I found out yesterday that he is no longer sleeping alongside the river. He is making changes in his life and seeking the resources he needs to reach for something more again. And I believe it’s because of the warmth of that propane heater and the warmth of the words God gave me to speak to him that night.
He’s not in the area anymore and I miss him. I have a Godly love for him that isn’t going away. I don’t know when we’ll see him again, but until we do, I pray for that same supernatural love of God to flow through my heart for others.
My prayer is that I continue to learn what it means to not only “serve” but to give of myself. And that I’m always willing to literally get into the trenches by the river with someone when it’s cold and miserable, just so they don’t have to be alone.
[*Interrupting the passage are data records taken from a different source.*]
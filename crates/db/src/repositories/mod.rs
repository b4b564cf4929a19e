pub mod event_repo;

pub use event_repo::EventRepo;
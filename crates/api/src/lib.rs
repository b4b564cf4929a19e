//! HTTP boundary for the event bus.
//!
//! Exposes config, state, error handling and routes so integration tests
//! and the binary entrypoint can both build the same application.

pub mod config;
pub mod error;
pub mod handlers;
pub mod query;
pub mod response;
pub mod routes;
pub mod server;
pub mod state;
//! Time-bounded record of already dispatched events.
//!
//! The dispatcher consults [`IdempotencyGuard`] before fanning out an event.
//! Keys are remembered for a fixed window and the set never grows past its
//! capacity: expired keys are dropped first, then the oldest live ones.

use std::collections::{HashMap, VecDeque};
use std::time::{Duration, Instant};

/// Bounded, time-windowed set of dispatch keys.
#[derive(Debug)]
pub struct IdempotencyGuard {
    /// Key -> instant it was first seen.
    seen: HashMap<String, Instant>,
    /// Insertion order, oldest at the front.
    order: VecDeque<(String, Instant)>,
    window: Duration,
    capacity: usize,
}

impl IdempotencyGuard {
    pub fn new(window: Duration, capacity: usize) -> Self {
        Self {
            seen: HashMap::new(),
            order: VecDeque::new(),
            window,
            capacity: capacity.max(1),
        }
    }

    /// Record `key` and return `true` if it was not already remembered.
    pub fn check_and_insert(&mut self, key: &str) -> bool {
        self.check_and_insert_at(key, Instant::now())
    }

    /// [`check_and_insert`](Self::check_and_insert) against an explicit clock.
    pub fn check_and_insert_at(&mut self, key: &str, now: Instant) -> bool {
        self.expire(now);

        if self.seen.contains_key(key) {
            return false;
        }

        while self.seen.len() >= self.capacity {
            if !self.evict_oldest() {
                break;
            }
        }

        self.seen.insert(key.to_string(), now);
        self.order.push_back((key.to_string(), now));
        true
    }

    #[must_use]
    pub fn contains(&self, key: &str) -> bool {
        self.seen.contains_key(key)
    }

    #[must_use]
    pub fn len(&self) -> usize {
        self.seen.len()
    }

    #[must_use]
    pub fn is_empty(&self) -> bool {
        self.seen.is_empty()
    }

    /// Drop every key older than the window.
    fn expire(&mut self, now: Instant) {
        while let Some((_, first_seen)) = self.order.front() {
            if now.saturating_duration_since(*first_seen) < self.window {
                break;
            }
            self.evict_oldest();
        }
    }

    fn evict_oldest(&mut self) -> bool {
        match self.order.pop_front() {
            Some((key, inserted)) => {
                if self.seen.get(&key) == Some(&inserted) {
                    self.seen.remove(&key);
                }
                true
            }
            None => false,
        }
    }
}

#[cfg(test)]
mod tests {
    use super::*;

    #[test]
    fn second_sighting_is_a_duplicate() {
        let mut guard = IdempotencyGuard::new(Duration::from_secs(60), 10);
        assert!(guard.check_and_insert("e1"));
        assert!(!guard.check_and_insert("e1"));
        assert!(guard.check_and_insert("e2"));
        assert_eq!(guard.len(), 2);
    }

    #[test]
    fn keys_expire_after_the_window() {
        let mut guard = IdempotencyGuard::new(Duration::from_secs(60), 10);
        let t0 = Instant::now();

        assert!(guard.check_and_insert_at("e1", t0));
        assert!(!guard.check_and_insert_at("e1", t0 + Duration::from_secs(59)));
        assert!(guard.check_and_insert_at("e1", t0 + Duration::from_secs(60)));
        assert_eq!(guard.len(), 1);
    }

    #[test]
    fn capacity_evicts_oldest_first() {
        let mut guard = IdempotencyGuard::new(Duration::from_secs(60), 2);
        let t0 = Instant::now();

        guard.check_and_insert_at("a", t0);
        guard.check_and_insert_at("b", t0 + Duration::from_secs(1));
        guard.check_and_insert_at("c", t0 + Duration::from_secs(2));

        assert_eq!(guard.len(), 2);
        assert!(!guard.contains("a"));
        assert!(guard.contains("b"));
        assert!(guard.contains("c"));
    }

    #[test]
    fn zero_capacity_still_remembers_the_latest_key() {
        let mut guard = IdempotencyGuard::new(Duration::from_secs(60), 0);
        assert!(guard.check_and_insert("a"));
        assert!(!guard.check_and_insert("a"));
        assert!(guard.check_and_insert("b"));
        assert!(!guard.contains("a"));
    }
}
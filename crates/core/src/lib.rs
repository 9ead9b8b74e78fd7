pub mod appointment;
pub mod config;
pub mod entity;

pub use appointment::*;
pub use config::{Config, PlannerConfig, StorageConfig};
pub use entity::*;
//! planner-worker — periodic scheduling sweep over active rules.
//!
//! Each tick the worker plans the configured horizon for every active rule:
//! candidates are generated, conflict-checked against the team calendar, and
//! accepted ones are materialized as appointments. Conflicts are never
//! auto-resolved; they are logged and left for manual handling. Already
//! materialized slots show up as conflicts on the next sweep, so repeated
//! sweeps never double-book.

use std::sync::Arc;
use std::time::Duration;

use anyhow::Context;
use chrono::Utc;
use clap::Parser;
use tracing::{error, info, warn};

use sweeply_core::Config;
use sweeply_recurrence::conflict::CandidateOutcome;
use sweeply_recurrence::schema::RuleStatus;
use sweeply_recurrence::service::RecurrenceService;
use sweeply_recurrence::traits::{AppointmentFactory, Page, RuleFilter};
use sweeply_storage::{InMemoryTeamCalendar, ScheduleStore};

const PAGE_SIZE: usize = 100;

// ── CLI ─────────────────────────────────────────────────────────────

/// Sweeply planner worker — materializes upcoming visits from active rules.
#[derive(Parser, Debug)]
#[command(name = "planner-worker", version, about)]
struct Cli {
    /// Override PLANNER_TICK_SECS from the environment.
    #[arg(long)]
    tick_secs: Option<u64>,

    /// Override PLANNER_HORIZON_DAYS from the environment.
    #[arg(long)]
    horizon_days: Option<u32>,

    /// Run a single sweep and exit (for cron-style invocation).
    #[arg(long, default_value_t = false)]
    once: bool,
}

// ── Sweep ───────────────────────────────────────────────────────────

async fn sweep(
    service: &RecurrenceService,
    factory: &Arc<InMemoryTeamCalendar>,
    horizon_days: u32,
) -> anyhow::Result<()> {
    let now = Utc::now();
    let window_end = now + chrono::Duration::days(horizon_days as i64);
    let mut offset = 0;
    let mut planned_rules = 0;

    loop {
        let batch = service
            .list(
                &RuleFilter::with_status(RuleStatus::Active),
                Page {
                    offset,
                    limit: PAGE_SIZE,
                },
            )
            .await
            .context("listing active rules")?;
        if batch.is_empty() {
            break;
        }

        for rule in &batch {
            match service.plan_window(rule.id, now, window_end).await {
                Ok(planned) => {
                    let mut booked = 0usize;
                    let mut conflicts = 0usize;
                    for visit in &planned {
                        match &visit.outcome {
                            CandidateOutcome::Accepted => {
                                match factory.materialize(rule, &visit.occurrence).await {
                                    Ok(_) => booked += 1,
                                    Err(e) => warn!(
                                        rule_id = %rule.id,
                                        start = %visit.occurrence.scheduled_start,
                                        error = %e,
                                        "failed to materialize occurrence"
                                    ),
                                }
                            }
                            CandidateOutcome::Conflict { with } => {
                                conflicts += 1;
                                warn!(
                                    rule_id = %rule.id,
                                    team_id = %rule.team_id,
                                    candidate = %visit.occurrence.scheduled_start,
                                    busy_from = %with.start,
                                    busy_until = %with.end,
                                    "conflict left for manual handling"
                                );
                            }
                        }
                    }
                    if booked > 0 || conflicts > 0 {
                        info!(rule_id = %rule.id, booked, conflicts, "rule planned");
                    }
                }
                Err(e) => error!(rule_id = %rule.id, error = %e, "planning failed"),
            }
            planned_rules += 1;
        }

        if batch.len() < PAGE_SIZE {
            break;
        }
        offset += PAGE_SIZE;
    }

    info!(rules = planned_rules, horizon_days, "sweep complete");
    Ok(())
}

// ── main ────────────────────────────────────────────────────────────

#[tokio::main]
async fn main() -> anyhow::Result<()> {
    tracing_subscriber::fmt()
        .with_env_filter(
            tracing_subscriber::EnvFilter::try_from_default_env()
                .unwrap_or_else(|_| tracing_subscriber::EnvFilter::new("info")),
        )
        .init();

    let cli = Cli::parse();

    sweeply_core::config::load_dotenv();
    let mut config = Config::from_env();
    if let Some(tick) = cli.tick_secs {
        config.planner.tick_interval_secs = tick;
    }
    if let Some(horizon) = cli.horizon_days {
        config.planner.horizon_days = horizon;
    }
    config.log_summary();

    let store = ScheduleStore::from_config(&config).context("initializing storage")?;
    let service = Arc::new(
        RecurrenceService::new(store.repository.clone(), store.calendar.clone())
            .with_snapshot_retries(config.planner.snapshot_retries),
    );

    let mut interval = tokio::time::interval(Duration::from_secs(config.planner.tick_interval_secs));
    info!("planner-worker starting");

    loop {
        tokio::select! {
            _ = interval.tick() => {
                if let Err(e) = sweep(&service, &store.calendar, config.planner.horizon_days).await {
                    error!(error = %e, "sweep failed");
                }
                if cli.once {
                    break;
                }
            }
            _ = tokio::signal::ctrl_c() => {
                info!("shutdown signal received");
                break;
            }
        }
    }

    info!("planner-worker exited cleanly");
    Ok(())
}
What a beautiful post, Lynne! I love your heart and your boldness in serving others. My city has a large population of homeless veterans and when the first big freeze happened here I volunteered at a shelter setting up cots and giving out blankets. It’s easy for me to forget how blessed I am and that extreme poverty still exists in America. That night….seeing their faces and their eyes void of any hope was a huge shock to my heart.
Sarah, thanks so much for sharing this experience. Isn’t it hard to believe that poverty – real poverty – isn’t in some far away place, but right here (in our backyard)? I have a really hard time seeing someone without a place to call home, or someone who is alone. But it absolutely breaks my heart when they have to experience these already traumatizing situations in the middle of winter.